BFS is a queue plus a visited set. You push the source, then repeatedly pop the front, look at its neighbours, and push the unseen ones onto the back. Because the queue is FIFO, you process every node at distance d from the source before you touch any node at distance d + 1 — the search expands in concentric rings.

That ordering is the whole point. On an unweighted graph (every edge cost = 1), the first time BFS dequeues a node is also the shortest-path distance to it. There’s no relaxation step, no priority queue, no need to revisit. Push, pop, mark, repeat.

If your edges have weights, BFS is wrong — use Dijkstra (non-negative weights) or Bellman-Ford (negative weights). If you only need to know whether a node is reachable and don’t care about distance, DFS is fine and uses less memory. BFS earns its keep when the question is “shortest number of steps” on a graph where every step costs the same.

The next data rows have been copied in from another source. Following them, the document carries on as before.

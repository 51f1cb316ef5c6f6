//! JSONL (JSON Lines) storage.
//!
//! Each line is a valid JSON object representing one entity.

use std::fs::{self, File};
use std::io::{BufRead, BufReader, BufWriter, Write};
use std::marker::PhantomData;
use std::path::PathBuf;

use serde::{de::DeserializeOwned, Serialize};
use tracing::{debug, info, warn};

use super::{EntityType, StorageConfig, StorageError};

/// JSONL file writer.
pub struct JsonlWriter<T> {
    path: PathBuf,
    _marker: PhantomData<T>,
}

impl<T: Serialize> JsonlWriter<T> {
    /// Create a new JSONL writer for the given path.
    pub fn new(path: PathBuf) -> Self {
        Self {
            path,
            _marker: PhantomData,
        }
    }

    /// Create a writer for an entity collection.
    pub fn for_entity(config: &StorageConfig, entity: EntityType) -> Self {
        Self::new(config.path_for(entity))
    }

    /// Ensure the parent directory exists.
    fn ensure_dir(&self) -> Result<(), StorageError> {
        if let Some(parent) = self.path.parent() {
            fs::create_dir_all(parent)?;
        }
        Ok(())
    }

    /// Write entities, replacing the entire file.
    ///
    /// Writes to a sibling temp file first and renames it over the target,
    /// so readers never observe a half-written collection.
    pub fn write_all(&self, entities: &[T]) -> Result<usize, StorageError> {
        self.ensure_dir()?;

        let tmp_path = self.path.with_extension("jsonl.tmp");
        let file = File::create(&tmp_path)?;
        let mut writer = BufWriter::new(file);
        let mut count = 0;

        for entity in entities {
            let json = serde_json::to_string(entity)?;
            writeln!(writer, "{}", json)?;
            count += 1;
        }

        writer.flush()?;
        drop(writer);
        fs::rename(&tmp_path, &self.path)?;
        info!("Wrote {} entities to {:?}", count, self.path);

        Ok(count)
    }
}

/// JSONL file reader.
pub struct JsonlReader<T> {
    path: PathBuf,
    _marker: PhantomData<T>,
}

impl<T: DeserializeOwned> JsonlReader<T> {
    /// Create a new JSONL reader for the given path.
    pub fn new(path: PathBuf) -> Self {
        Self {
            path,
            _marker: PhantomData,
        }
    }

    /// Create a reader for an entity collection.
    pub fn for_entity(config: &StorageConfig, entity: EntityType) -> Self {
        Self::new(config.path_for(entity))
    }

    /// Read all entities from the file.
    ///
    /// A missing file reads as empty. Lines that fail to parse are logged
    /// and skipped.
    pub fn read_all(&self) -> Result<Vec<T>, StorageError> {
        if !self.path.exists() {
            return Ok(Vec::new());
        }

        let file = File::open(&self.path)?;
        let reader = BufReader::new(file);
        let mut entities = Vec::new();

        for (index, line) in reader.lines().enumerate() {
            let line = line?;

            if line.trim().is_empty() {
                continue;
            }

            match serde_json::from_str(&line) {
                Ok(entity) => entities.push(entity),
                Err(e) => {
                    warn!(
                        "Failed to parse line {} in {:?}: {}",
                        index + 1,
                        self.path,
                        e
                    );
                }
            }
        }

        debug!("Read {} entities from {:?}", entities.len(), self.path);
        Ok(entities)
    }
}
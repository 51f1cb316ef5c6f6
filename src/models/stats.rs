//! Derived statistics models.

use std::collections::BTreeMap;

use serde::{Deserialize, Serialize};

use super::{DeckId, PlayerId};

/// Placing statistics for one deck or player.
///
/// Recomputed on demand, never persisted.
#[derive(Debug, Clone, PartialEq, Serialize, Deserialize)]
pub struct PlayStats {
    /// Eligible placings
    pub games: u32,

    /// Placings equal to 1
    pub wins: u32,

    /// wins / games (0.0 to 1.0)
    pub win_rate: f64,

    /// Numerically smallest place
    pub placing_best: u32,

    /// Numerically largest place
    pub placing_worst: u32,

    /// Arithmetic mean of places
    pub placing_average: f64,

    /// Median of places
    pub placing_median: f64,

    /// Most frequent place, smallest on ties
    pub placing_mode: u32,
}

/// Statistics per deck and per player.
///
/// An entity missing from a map had too few eligible placings; that is
/// distinct from an entity that is present.
#[derive(Debug, Clone, Default, PartialEq, Serialize, Deserialize)]
pub struct Stats {
    pub decks: BTreeMap<DeckId, PlayStats>,
    pub players: BTreeMap<PlayerId, PlayStats>,
}

impl Stats {
    /// Stats for a deck, `None` if it had insufficient data.
    pub fn deck(&self, id: DeckId) -> Option<&PlayStats> {
        self.decks.get(&id)
    }

    /// Stats for a player, `None` if they had insufficient data.
    pub fn player(&self, id: PlayerId) -> Option<&PlayStats> {
        self.players.get(&id)
    }
}
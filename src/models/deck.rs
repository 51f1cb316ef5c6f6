//! Deck model.

use chrono::{DateTime, Utc};
use serde::{Deserialize, Serialize};

use super::{DeckId, PlayerId};

/// A commander deck owned by one player.
#[derive(Debug, Clone, PartialEq, Serialize, Deserialize)]
pub struct Deck {
    /// Unique identifier
    pub id: DeckId,

    /// Display name (falls back to the commander)
    pub name: String,

    /// Commander card name
    pub commander: String,

    #[serde(default)]
    pub description: String,

    /// Owning player
    pub owner: PlayerId,

    /// Power bracket (1-5)
    #[serde(default)]
    pub bracket: u8,

    /// Color identity in mana symbol notation, e.g. "{W}{U}{B}"
    #[serde(default)]
    pub colors: String,

    /// Link to an external deck list
    #[serde(default)]
    pub url: String,

    pub created_at: DateTime<Utc>,
    pub updated_at: DateTime<Utc>,
}

impl Deck {
    /// Create a new deck; the name falls back to the commander when blank.
    pub fn new(id: DeckId, name: &str, commander: &str, owner: PlayerId) -> Self {
        let now = Utc::now();
        Self {
            id,
            name: display_name(name, commander),
            commander: commander.trim().to_string(),
            description: String::new(),
            owner,
            bracket: 0,
            colors: String::new(),
            url: String::new(),
            created_at: now,
            updated_at: now,
        }
    }
}

/// Trimmed deck name, or the trimmed commander name if the name is blank.
pub fn display_name(name: &str, commander: &str) -> String {
    let name = name.trim();
    if name.is_empty() {
        commander.trim().to_string()
    } else {
        name.to_string()
    }
}
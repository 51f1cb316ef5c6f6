//! # Commander Stats
//!
//! Tracks Commander play sessions for a playgroup and derives deck and
//! player statistics from the recorded games.
//!
//! ## Architecture
//!
//! - **models**: Core data structures (players, decks, games, filters, stats)
//! - **calculate**: Statistics engine (filtering, placings, win rates)
//! - **storage**: JSONL files under the data directory
//! - **repository**: CRUD over the stored collections
//! - **api**: REST API endpoints
//! - **config**: Configuration loading and validation

pub mod api;
pub mod calculate;
pub mod config;
pub mod models;
pub mod repository;
pub mod storage;

pub use models::*;
//! Game filter configuration for statistics.

use std::collections::BTreeSet;

use serde::{Deserialize, Serialize};

use super::Game;

/// Minimum placings a deck or player needs by default to appear in stats.
pub const DEFAULT_MIN_PLAYS: u32 = 3;

/// Selects which games and entities are statistically eligible.
///
/// Never persisted; derived from the game set with [`Filter::default_for`]
/// and then adjusted by the caller.
#[derive(Debug, Clone, PartialEq, Eq, Serialize, Deserialize)]
pub struct Filter {
    /// Eligible participant counts (e.g. {2, 4} admits 2- and 4-player games)
    pub players: BTreeSet<u32>,

    /// Minimum placings for a deck to be included
    pub min_plays_per_deck: u32,

    /// Minimum placings for a player to be included
    pub min_plays_per_player: u32,

    /// Participant counts observed in the unfiltered data
    #[serde(default)]
    existing_player_counts: Vec<u32>,
}

impl Filter {
    /// Create a filter with no observed participant counts.
    pub fn new(
        players: impl IntoIterator<Item = u32>,
        min_plays_per_deck: u32,
        min_plays_per_player: u32,
    ) -> Self {
        Self {
            players: players.into_iter().collect(),
            min_plays_per_deck,
            min_plays_per_player,
            existing_player_counts: Vec::new(),
        }
    }

    /// Default filter for a game collection: admits every participant count
    /// found in the data, with both minimums at [`DEFAULT_MIN_PLAYS`].
    pub fn default_for(games: &[Game]) -> Self {
        let counts: BTreeSet<u32> = games.iter().map(|g| g.player_count() as u32).collect();

        Self {
            existing_player_counts: counts.iter().copied().collect(),
            players: counts,
            min_plays_per_deck: DEFAULT_MIN_PLAYS,
            min_plays_per_player: DEFAULT_MIN_PLAYS,
        }
    }

    /// Sorted distinct participant counts present in the full game set.
    pub fn existing_player_counts(&self) -> &[u32] {
        &self.existing_player_counts
    }

    pub fn with_players(mut self, players: impl IntoIterator<Item = u32>) -> Self {
        self.players = players.into_iter().collect();
        self
    }

    pub fn with_min_plays_per_deck(mut self, min: u32) -> Self {
        self.min_plays_per_deck = min;
        self
    }

    pub fn with_min_plays_per_player(mut self, min: u32) -> Self {
        self.min_plays_per_player = min;
        self
    }
}

/// Parse a comma-separated participant count list such as "2,4".
///
/// Blank entries are ignored; an entirely blank string yields an empty set.
pub fn parse_player_counts(s: &str) -> Result<BTreeSet<u32>, std::num::ParseIntError> {
    s.split(',')
        .map(str::trim)
        .filter(|part| !part.is_empty())
        .map(|part| part.parse::<u32>())
        .collect()
}
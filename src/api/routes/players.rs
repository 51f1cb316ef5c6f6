use axum::extract::{Path, State};
use axum::http::StatusCode;
use axum::Json;
use serde::{Deserialize, Serialize};

use crate::api::state::AppState;
use crate::api::ApiError;
use crate::calculate::calculate;
use crate::models::{PlayStats, Player, PlayerId};

use super::games::GameView;
use super::stats::configured_filter;

#[derive(Debug, Serialize)]
pub struct PlayersResponse {
    pub players: Vec<Player>,
}

#[derive(Debug, Deserialize)]
pub struct NewPlayer {
    pub name: String,
}

#[derive(Debug, Serialize)]
pub struct PlayerDetailResponse {
    pub player: Player,
    /// Stats under the default filter, null if too few games
    pub stats: Option<PlayStats>,
    pub games: Vec<GameView>,
}

pub async fn list_players(State(state): State<AppState>) -> Json<PlayersResponse> {
    let repo = state.repository.read().await;
    let mut players = repo.players().to_vec();
    players.sort_by(|a, b| a.name.to_lowercase().cmp(&b.name.to_lowercase()));
    Json(PlayersResponse { players })
}

pub async fn create_player(
    State(state): State<AppState>,
    Json(body): Json<NewPlayer>,
) -> Result<(StatusCode, Json<Player>), ApiError> {
    let player = state.repository.write().await.create_player(&body.name)?;
    Ok((StatusCode::CREATED, Json(player)))
}

pub async fn get_player(
    State(state): State<AppState>,
    Path(id): Path<u32>,
) -> Result<Json<PlayerDetailResponse>, ApiError> {
    let id = PlayerId(id);
    let repo = state.repository.read().await;
    let player = repo
        .player(id)
        .cloned()
        .ok_or_else(|| ApiError::NotFound(format!("Player {}", id)))?;

    let stats = calculate(repo.games(), &configured_filter(repo.games(), &state.stats));
    let games = repo
        .player_games(id)
        .into_iter()
        .map(|g| GameView::new(g, &repo))
        .collect();

    Ok(Json(PlayerDetailResponse {
        stats: stats.player(id).cloned(),
        player,
        games,
    }))
}

pub async fn delete_player(
    State(state): State<AppState>,
    Path(id): Path<u32>,
) -> Result<Json<Player>, ApiError> {
    let player = state.repository.write().await.delete_player(PlayerId(id))?;
    Ok(Json(player))
}
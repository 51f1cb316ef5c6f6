use axum::extract::{Path, State};
use axum::http::StatusCode;
use axum::Json;
use chrono::{DateTime, Utc};
use serde::Serialize;

use crate::api::state::AppState;
use crate::api::ApiError;
use crate::models::{DeckId, Game, GameId, PlayerId};
use crate::repository::{GameInput, Repository};

#[derive(Debug, Serialize)]
pub struct PlayView {
    pub place: u32,
    pub player_id: PlayerId,
    pub player_name: String,
    pub deck_id: DeckId,
    pub deck_name: String,
}

/// A game with player and deck names resolved.
#[derive(Debug, Serialize)]
pub struct GameView {
    pub id: GameId,
    pub when: DateTime<Utc>,
    pub duration: Option<u32>,
    pub comment: String,
    pub player_count: usize,
    /// Name of the player who finished first
    pub winner: Option<String>,
    pub plays: Vec<PlayView>,
}

impl GameView {
    pub fn new(game: &Game, repo: &Repository) -> Self {
        let plays = game
            .plays
            .iter()
            .map(|p| PlayView {
                place: p.place,
                player_id: p.player,
                player_name: repo
                    .player(p.player)
                    .map(|pl| pl.name.clone())
                    .unwrap_or_default(),
                deck_id: p.deck,
                deck_name: repo
                    .deck(p.deck)
                    .map(|d| d.name.clone())
                    .unwrap_or_default(),
            })
            .collect();

        Self {
            id: game.id,
            when: game.when,
            duration: game.duration,
            comment: game.comment.clone(),
            player_count: game.player_count(),
            winner: game
                .winner()
                .and_then(|w| repo.player(w.player))
                .map(|p| p.name.clone()),
            plays,
        }
    }
}

#[derive(Debug, Serialize)]
pub struct GamesResponse {
    pub games: Vec<GameView>,
}

pub async fn list_games(State(state): State<AppState>) -> Json<GamesResponse> {
    let repo = state.repository.read().await;
    let games = repo.games().iter().map(|g| GameView::new(g, &repo)).collect();
    Json(GamesResponse { games })
}

pub async fn record_game(
    State(state): State<AppState>,
    Json(input): Json<GameInput>,
) -> Result<(StatusCode, Json<GameView>), ApiError> {
    let mut repo = state.repository.write().await;
    let game = repo.record_game(input)?;
    Ok((StatusCode::CREATED, Json(GameView::new(&game, &repo))))
}

pub async fn update_game(
    State(state): State<AppState>,
    Path(id): Path<u32>,
    Json(input): Json<GameInput>,
) -> Result<Json<GameView>, ApiError> {
    let mut repo = state.repository.write().await;
    let game = repo.update_game(GameId(id), input)?;
    Ok(Json(GameView::new(&game, &repo)))
}

pub async fn delete_game(
    State(state): State<AppState>,
    Path(id): Path<u32>,
) -> Result<Json<GameView>, ApiError> {
    let mut repo = state.repository.write().await;
    let game = repo.delete_game(GameId(id))?;
    Ok(Json(GameView::new(&game, &repo)))
}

The implementation is short, but three details make or break it: mark nodes visited on enqueue (not on dequeue), keep the queue as a collections.deque (not a list — pop(0) is O(n)), and decide up front whether you need per-level state, because that changes the inner loop.

When to reach for it

Signals that BFS is the right tool:

  • The problem says “shortest path”, “minimum number of steps”, “fewest moves”, or “least time” on a graph or grid where each step has the same cost.
  • The graph is unweighted — adjacency lists, grids with 4- or 8-connectivity, state machines where every transition is one move.
  • You need a shortest path in a grid (number of islands’ shortest variant, shortest path in binary matrix, knight on a chessboard).
  • The problem is a multi-source spread: rotting oranges, walls and gates, fire spreading on a grid, infection radius. Seed every source at distance 0 and run one BFS.
  • The state space isn’t an explicit graph but states with one-step transitions — word ladder, open-the-lock, shortest sequence of moves to a goal configuration.

Signals it’s not BFS: weighted edges (use Dijkstra), all-pairs queries on a small dense graph (Floyd-Warshall), or you’re enumerating paths rather than finding the shortest one (DFS or backtracking).

Flavor 1 — grid BFS (shortest path in a 0/1 grid)

The canonical setup: a grid where 0 is walkable, 1 is blocked, and you want the shortest number of cells from (0, 0) to (R-1, C-1).

from collections import deque

def shortest_path(grid: list[list[int]]) -> int:
    R, C = len(grid), len(grid[0])
    if grid[0][0] == 1 or grid[R-1][C-1] == 1:
        return -1
    dirs = [(-1, 0), (1, 0), (0, -1), (0, 1)]
    visited = {(0, 0)}
    q = deque([(0, 0, 1)])  # (row, col, distance)
    while q:
        r, c, d = q.popleft()
        if (r, c) == (R - 1, C - 1):
            return d
        for dr, dc in dirs:
            nr, nc = r + dr, c + dc
            if 0 <= nr < R and 0 <= nc < C and grid[nr][nc] == 0 and (nr, nc) not in visited:
                visited.add((nr, nc))
                q.append((nr, nc, d + 1))
    return -1

Worked example. A 4x4 grid (0 = walkable, 1 = blocked):

. . 1 .
. 1 . .
. . . 1
1 . . .

As integers: [[0,0,1,0],[0,1,0,0],[0,0,0,1],[1,0,0,0]]. Source (0,0), goal (3,3).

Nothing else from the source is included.